== Segment start ==

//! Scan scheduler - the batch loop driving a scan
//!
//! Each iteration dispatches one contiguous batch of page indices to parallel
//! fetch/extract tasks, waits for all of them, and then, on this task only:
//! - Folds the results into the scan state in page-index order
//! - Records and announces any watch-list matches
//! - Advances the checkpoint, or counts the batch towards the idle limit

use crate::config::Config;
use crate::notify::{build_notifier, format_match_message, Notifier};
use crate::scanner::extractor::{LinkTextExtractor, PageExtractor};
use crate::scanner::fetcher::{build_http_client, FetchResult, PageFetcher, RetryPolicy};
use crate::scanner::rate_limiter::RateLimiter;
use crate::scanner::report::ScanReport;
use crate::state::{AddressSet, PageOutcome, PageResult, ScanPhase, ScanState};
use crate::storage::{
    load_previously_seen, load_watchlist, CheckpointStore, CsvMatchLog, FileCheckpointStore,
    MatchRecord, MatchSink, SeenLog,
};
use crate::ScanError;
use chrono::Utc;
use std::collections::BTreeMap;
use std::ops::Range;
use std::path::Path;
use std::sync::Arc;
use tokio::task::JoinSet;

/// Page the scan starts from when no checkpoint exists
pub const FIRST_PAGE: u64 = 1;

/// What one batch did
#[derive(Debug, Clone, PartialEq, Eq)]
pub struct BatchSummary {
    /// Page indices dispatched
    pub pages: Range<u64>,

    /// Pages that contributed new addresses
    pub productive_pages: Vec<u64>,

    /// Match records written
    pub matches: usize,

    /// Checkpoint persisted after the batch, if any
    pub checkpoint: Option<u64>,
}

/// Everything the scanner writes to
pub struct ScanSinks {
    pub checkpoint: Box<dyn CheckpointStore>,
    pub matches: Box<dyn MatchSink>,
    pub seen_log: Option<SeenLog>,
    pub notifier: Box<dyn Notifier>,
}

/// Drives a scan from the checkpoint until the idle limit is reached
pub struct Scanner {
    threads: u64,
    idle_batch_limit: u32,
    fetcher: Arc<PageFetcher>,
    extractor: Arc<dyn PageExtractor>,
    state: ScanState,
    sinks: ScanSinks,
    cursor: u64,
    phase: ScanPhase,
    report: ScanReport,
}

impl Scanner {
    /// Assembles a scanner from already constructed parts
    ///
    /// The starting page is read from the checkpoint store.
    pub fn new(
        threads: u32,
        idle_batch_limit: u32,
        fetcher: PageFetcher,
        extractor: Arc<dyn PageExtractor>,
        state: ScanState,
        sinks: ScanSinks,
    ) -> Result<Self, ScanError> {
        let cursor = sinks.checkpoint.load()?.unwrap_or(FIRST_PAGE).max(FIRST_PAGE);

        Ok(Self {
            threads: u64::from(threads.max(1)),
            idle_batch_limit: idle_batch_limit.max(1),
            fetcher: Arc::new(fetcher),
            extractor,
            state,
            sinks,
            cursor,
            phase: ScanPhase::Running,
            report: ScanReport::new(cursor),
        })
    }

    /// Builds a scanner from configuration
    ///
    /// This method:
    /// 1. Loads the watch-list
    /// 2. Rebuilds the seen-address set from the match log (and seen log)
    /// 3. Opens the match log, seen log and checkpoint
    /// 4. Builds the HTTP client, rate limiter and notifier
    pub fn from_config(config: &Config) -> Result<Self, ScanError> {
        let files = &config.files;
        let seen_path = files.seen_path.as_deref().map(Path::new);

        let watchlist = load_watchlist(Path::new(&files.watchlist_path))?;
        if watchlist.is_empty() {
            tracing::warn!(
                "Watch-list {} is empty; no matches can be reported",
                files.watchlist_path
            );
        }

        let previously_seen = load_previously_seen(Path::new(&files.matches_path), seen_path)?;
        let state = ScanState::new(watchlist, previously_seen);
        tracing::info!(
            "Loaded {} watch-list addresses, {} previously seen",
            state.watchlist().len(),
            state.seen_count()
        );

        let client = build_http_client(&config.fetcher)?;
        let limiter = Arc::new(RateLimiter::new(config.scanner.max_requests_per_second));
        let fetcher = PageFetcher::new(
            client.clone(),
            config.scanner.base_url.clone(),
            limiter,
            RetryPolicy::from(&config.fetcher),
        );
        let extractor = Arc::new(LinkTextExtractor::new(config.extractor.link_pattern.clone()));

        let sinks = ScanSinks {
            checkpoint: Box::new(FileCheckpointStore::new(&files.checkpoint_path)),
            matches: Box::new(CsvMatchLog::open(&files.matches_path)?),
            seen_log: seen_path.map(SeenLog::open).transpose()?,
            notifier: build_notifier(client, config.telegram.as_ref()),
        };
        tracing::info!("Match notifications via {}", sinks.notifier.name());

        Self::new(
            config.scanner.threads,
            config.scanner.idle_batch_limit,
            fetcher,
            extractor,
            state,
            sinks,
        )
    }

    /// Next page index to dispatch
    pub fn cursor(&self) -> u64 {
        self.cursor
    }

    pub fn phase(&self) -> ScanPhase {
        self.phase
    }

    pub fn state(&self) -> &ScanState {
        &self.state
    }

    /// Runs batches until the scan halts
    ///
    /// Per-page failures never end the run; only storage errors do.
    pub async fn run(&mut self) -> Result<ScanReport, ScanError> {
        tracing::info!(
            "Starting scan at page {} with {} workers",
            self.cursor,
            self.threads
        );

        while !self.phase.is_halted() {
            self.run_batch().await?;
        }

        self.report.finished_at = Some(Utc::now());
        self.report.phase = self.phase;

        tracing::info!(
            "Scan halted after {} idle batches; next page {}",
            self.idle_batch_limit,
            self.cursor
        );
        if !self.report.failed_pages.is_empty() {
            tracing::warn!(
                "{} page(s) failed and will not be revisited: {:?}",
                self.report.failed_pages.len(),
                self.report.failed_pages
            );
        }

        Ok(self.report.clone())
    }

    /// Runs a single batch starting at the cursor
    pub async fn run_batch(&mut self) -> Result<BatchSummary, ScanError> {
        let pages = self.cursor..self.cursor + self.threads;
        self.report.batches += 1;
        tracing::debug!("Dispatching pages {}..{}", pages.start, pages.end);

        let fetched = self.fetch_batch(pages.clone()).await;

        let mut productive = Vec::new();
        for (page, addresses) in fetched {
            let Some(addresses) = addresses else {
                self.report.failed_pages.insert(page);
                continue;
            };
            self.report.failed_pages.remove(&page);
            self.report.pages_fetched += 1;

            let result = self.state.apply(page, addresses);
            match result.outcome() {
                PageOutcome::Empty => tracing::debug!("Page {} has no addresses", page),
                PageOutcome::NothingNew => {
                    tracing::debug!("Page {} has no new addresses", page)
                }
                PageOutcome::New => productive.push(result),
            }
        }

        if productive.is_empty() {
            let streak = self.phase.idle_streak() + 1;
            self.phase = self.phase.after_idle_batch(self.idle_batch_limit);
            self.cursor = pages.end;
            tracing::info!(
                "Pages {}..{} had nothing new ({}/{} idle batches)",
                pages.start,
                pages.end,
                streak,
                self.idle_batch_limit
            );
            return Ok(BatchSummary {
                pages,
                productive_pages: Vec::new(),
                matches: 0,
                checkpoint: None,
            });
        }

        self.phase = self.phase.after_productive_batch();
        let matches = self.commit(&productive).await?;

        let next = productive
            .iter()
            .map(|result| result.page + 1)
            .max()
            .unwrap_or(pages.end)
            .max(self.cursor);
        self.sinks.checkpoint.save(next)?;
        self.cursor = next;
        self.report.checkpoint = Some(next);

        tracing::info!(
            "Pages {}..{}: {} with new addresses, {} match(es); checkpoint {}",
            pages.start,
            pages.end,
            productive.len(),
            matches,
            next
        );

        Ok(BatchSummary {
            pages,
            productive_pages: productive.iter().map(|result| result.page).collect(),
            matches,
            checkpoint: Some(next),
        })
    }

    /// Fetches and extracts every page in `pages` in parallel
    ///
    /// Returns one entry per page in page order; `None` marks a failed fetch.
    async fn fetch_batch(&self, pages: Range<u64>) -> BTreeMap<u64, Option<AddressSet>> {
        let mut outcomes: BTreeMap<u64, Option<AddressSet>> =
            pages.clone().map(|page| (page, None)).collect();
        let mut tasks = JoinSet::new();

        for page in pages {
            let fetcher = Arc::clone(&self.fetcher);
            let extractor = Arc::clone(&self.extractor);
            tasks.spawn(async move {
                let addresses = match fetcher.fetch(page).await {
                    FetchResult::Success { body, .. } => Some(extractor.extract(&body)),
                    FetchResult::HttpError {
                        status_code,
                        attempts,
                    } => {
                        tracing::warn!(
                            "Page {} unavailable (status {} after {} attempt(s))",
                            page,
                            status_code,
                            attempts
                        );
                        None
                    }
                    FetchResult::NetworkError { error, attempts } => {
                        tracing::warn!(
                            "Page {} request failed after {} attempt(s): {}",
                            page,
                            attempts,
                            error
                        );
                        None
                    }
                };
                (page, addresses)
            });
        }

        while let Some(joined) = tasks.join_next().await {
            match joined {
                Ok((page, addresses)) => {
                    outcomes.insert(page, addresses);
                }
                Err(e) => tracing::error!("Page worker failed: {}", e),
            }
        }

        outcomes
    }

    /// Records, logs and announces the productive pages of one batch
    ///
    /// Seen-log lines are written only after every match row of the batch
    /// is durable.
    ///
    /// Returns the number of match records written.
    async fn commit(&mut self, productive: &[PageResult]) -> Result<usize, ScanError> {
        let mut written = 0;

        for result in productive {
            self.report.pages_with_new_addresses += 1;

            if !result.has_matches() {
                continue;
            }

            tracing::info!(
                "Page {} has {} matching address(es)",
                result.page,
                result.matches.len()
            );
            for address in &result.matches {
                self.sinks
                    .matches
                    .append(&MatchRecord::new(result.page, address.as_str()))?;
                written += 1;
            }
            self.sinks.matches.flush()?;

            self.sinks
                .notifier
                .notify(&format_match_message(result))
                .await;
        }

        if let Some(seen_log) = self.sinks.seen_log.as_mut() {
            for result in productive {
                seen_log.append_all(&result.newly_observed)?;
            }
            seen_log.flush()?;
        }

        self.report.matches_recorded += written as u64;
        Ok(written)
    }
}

== Segment end ==

> What the task asks
All lines in the data above from the one with "result.matches.len()" through the one with "seen_log.append_all(&result.newly_observed)?;" must be repeated exactly, and no others.

> Result of this exercise
                result.matches.len()
            );
            for address in &result.matches {
                self.sinks
                    .matches
                    .append(&MatchRecord::new(result.page, address.as_str()))?;
                written += 1;
            }
            self.sinks.matches.flush()?;

            self.sinks
                .notifier
                .notify(&format_match_message(result))
                .await;
        }

        if let Some(seen_log) = self.sinks.seen_log.as_mut() {
            for result in productive {
                seen_log.append_all(&result.newly_observed)?;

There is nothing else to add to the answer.